The New Zealand dollar fell to US$0.6718, having briefly dropped below 67 cents for the first time since late March. A break would open a retracement to US$0.6576.
A broadly stronger pound jumped to its highest since mid-February at NZ$2.1962.
Much of the pressure on the kiwi came after Fonterra raised its forecast farmgate milk payout for next season, but by less than expected, marking the third year of low payouts. "The kiwi got whacked on the somewhat gloomy forecast," said Sean Callow, a senior strategist at Westpac.
The kiwi, which is sensitive to dairy, the nation's top export earner, has skidded more than 3 cents this month, largely on expectations of further easing from the Reserve Bank of New Zealand (RBNZ).
The kiwi found little relief from much better-than-forecast budget numbers in the year to June.
The government expects to post a NZ$668 million (S$618 million) surplus in the year to June 2016 versus its prior forecast for a deficit of NZ$401 million.

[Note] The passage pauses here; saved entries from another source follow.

//! Two-pass assembler
//!
//! Pass one scans the listing, collecting label positions by advancing the
//! program counter through the operand-size table, and records which source
//! line (`; @source N` annotations) each instruction belongs to. Pass two
//! emits the opcode byte plus 0/1/2/4 little-endian operand bytes per
//! instruction, resolving labels to absolute PCs and range-checking
//! relative jumps.

use crate::error::Diagnostic;
use std::collections::HashMap;
use zplc_core::opcode::Opcode;

/// Result of assembling one listing.
#[derive(Debug, Clone, PartialEq, Eq)]
pub struct AssembledProgram {
    pub bytecode: Vec<u8>,
    /// PC of `_start` (0 when the listing has no such label).
    pub entry_point: u16,
    pub code_size: u16,
    /// `(pc, source line)` pairs ordered by PC.
    pub mappings: Vec<(u16, u32)>,
}

/// One parsed listing line retained between the passes.
struct Line {
    number: usize,
    label: Option<String>,
    instruction: Option<(Opcode, Option<String>)>,
    source_line: Option<u32>,
}

pub fn assemble(source: &str) -> Result<AssembledProgram, Diagnostic> {
    let lines = parse_lines(source)?;

    // Pass one: label PCs and source-line mappings.
    let mut labels: HashMap<String, u16> = HashMap::new();
    let mut mappings = Vec::new();
    let mut pc = 0u32;
    for line in &lines {
        if let Some(label) = &line.label {
            if labels.insert(label.clone(), pc as u16).is_some() {
                return Err(Diagnostic::assembler(format!("duplicate label '{}'", label)));
            }
        }
        if let Some((opcode, _)) = &line.instruction {
            if let Some(source_line) = line.source_line {
                mappings.push((pc as u16, source_line));
            }
            pc += opcode.encoded_size() as u32;
            if pc > u16::MAX as u32 + 1 {
                return Err(Diagnostic::assembler("program exceeds the 64 KiB code space".to_string()));
            }
        }
    }

    // Pass two: byte emission.
    let mut bytecode = Vec::with_capacity(pc as usize);
    for line in &lines {
        let Some((opcode, operand)) = &line.instruction else {
            continue;
        };
        let current_pc = bytecode.len() as u16;
        bytecode.push(u8::from(*opcode));
        match opcode.operand_size() {
            0 => {
                if operand.is_some() {
                    return Err(Diagnostic::assembler(format!(
                        "line {}: '{}' takes no operand",
                        line.number,
                        opcode.mnemonic()
                    )));
                }
            }
            size => {
                let Some(operand) = operand else {
                    return Err(Diagnostic::assembler(format!(
                        "line {}: '{}' needs an operand",
                        line.number,
                        opcode.mnemonic()
                    )));
                };
                let value =
                    resolve_operand(*opcode, operand, current_pc, &labels, line.number)?;
                match size {
                    1 => bytecode.push(value as u8),
                    2 => bytecode.extend_from_slice(&(value as u16).to_le_bytes()),
                    _ => bytecode.extend_from_slice(&value.to_le_bytes()),
                }
            }
        }
    }

    let entry_point = labels.get("_start").copied().unwrap_or(0);
    Ok(AssembledProgram {
        code_size: bytecode.len() as u16,
        entry_point,
        bytecode,
        mappings,
    })
}

fn parse_lines(source: &str) -> Result<Vec<Line>, Diagnostic> {
    let mut lines = Vec::new();
    let mut pending_source: Option<u32> = None;

    for (index, raw) in source.lines().enumerate() {
        let number = index + 1;

        // `; @source N` annotates the next instruction.
        let trimmed = raw.trim();
        if let Some(rest) = trimmed.strip_prefix(";") {
            let rest = rest.trim();
            if let Some(n) = rest.strip_prefix("@source ") {
                if let Ok(line) = n.trim().parse::<u32>() {
                    pending_source = Some(line);
                }
            }
            continue;
        }

        // Strip a trailing comment.
        let code = match raw.find(';') {
            Some(i) => &raw[..i],
            None => raw,
        };
        let mut code = code.trim();
        if code.is_empty() {
            continue;
        }

        let mut label = None;
        if let Some(colon) = code.find(':') {
            let candidate = code[..colon].trim();
            if candidate.is_empty() || !is_identifier(candidate) {
                return Err(Diagnostic::assembler(format!(
                    "line {}: malformed label '{}'",
                    number, candidate
                )));
            }
            label = Some(candidate.to_string());
            code = code[colon + 1..].trim();
        }

        let instruction = if code.is_empty() {
            None
        } else {
            let mut parts = code.split_whitespace();
            let mnemonic = parts.next().expect("non-empty code has a first token");
            let operand = parts.next().map(|s| s.to_string());
            if let Some(extra) = parts.next() {
                return Err(Diagnostic::assembler(format!(
                    "line {}: unexpected token '{}'",
                    number, extra
                )));
            }
            let opcode = Opcode::from_mnemonic(&mnemonic.to_ascii_uppercase()).ok_or_else(|| {
                Diagnostic::assembler(format!("line {}: unknown mnemonic '{}'", number, mnemonic))
            })?;
            Some((opcode, operand))
        };

        let source_line = if instruction.is_some() { pending_source.take() } else { None };
        lines.push(Line { number, label, instruction, source_line });
    }
    Ok(lines)
}

fn is_identifier(s: &str) -> bool {
    let mut chars = s.chars();
    match chars.next() {
        Some(c) if c.is_ascii_alphabetic() || c == '_' => {}
        _ => return false,
    }
    chars.all(|c| c.is_ascii_alphanumeric() || c == '_')
}

fn parse_number(text: &str) -> Option<i64> {
    if let Some(hex) = text.strip_prefix("0x").or_else(|| text.strip_prefix("0X")) {
        i64::from_str_radix(hex, 16).ok()
    } else {
        text.parse::<i64>().ok()
    }
}

fn resolve_operand(
    opcode: Opcode,
    operand: &str,
    pc: u16,
    labels: &HashMap<String, u16>,
    line: usize,
) -> Result<u32, Diagnostic> {
    let size = opcode.operand_size();

    // Numeric literal?
    if let Some(value) = parse_number(operand) {
        let in_range = match size {
            1 => (-128..=255).contains(&value),
            2 => (0..=0xFFFF).contains(&value),
            _ => (i32::MIN as i64..=u32::MAX as i64).contains(&value),
        };
        if !in_range {
            return Err(Diagnostic::assembler(format!(
                "line {}: operand {} out of range for '{}'",
                line,
                value,
                opcode.mnemonic()
            )));
        }
        return Ok(value as u32);
    }

    // Label.
    let Some(&target) = labels.get(operand) else {
        return Err(Diagnostic::assembler(format!(
            "line {}: unknown label '{}'",
            line, operand
        )));
    };

    if opcode.is_relative_branch() {
        // Offset is relative to the next instruction (opcode + 1 byte).
        let offset = target as i32 - (pc as i32 + 2);
        if !(-128..=127).contains(&offset) {
            return Err(Diagnostic::assembler(format!(
                "line {}: relative jump to '{}' out of range ({} bytes)",
                line, operand, offset
            )));
        }
        return Ok((offset as i8 as u8) as u32);
    }

    Ok(target as u32)
}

Across the Tasman sea, the Australian dollar was squeezed higher to US$0.7210, having recovered from a low of US$0.7162 touched earlier in the session. Major resistance was found at US$0.7228 with support at a three-month low of $0.7150 set on Wednesday.
The Aussie regained some ground after a mixed capital expenditure report included a slight upgrade to overall spending plans for the year ending June 2017. "Investment intentions are a little bit better than we had feared and in particular a pick up in services investment intentions is encouraging," said Westpac's Callow.
The report gave a fillip to the Aussie versus its kiwi neighbour. It rose to NZ$1.0715, away from a 3-month low of NZ$1.0610 set on Monday.
Sterling inched up to its highest since February to be last at A$2.0400.
Australian government bond futures rose, with the three-year bond contract up 1 tick at 98.400. The 10-year contract edged up 2 ticks to 97.7150, while the 20-year contract gained 4.5 ticks to 97.1050.
The premium between Australian and US 2-year cash bond yields grinded lower to 72 basis points, its smallest in 15 years. It was 130 basis points in mid-April.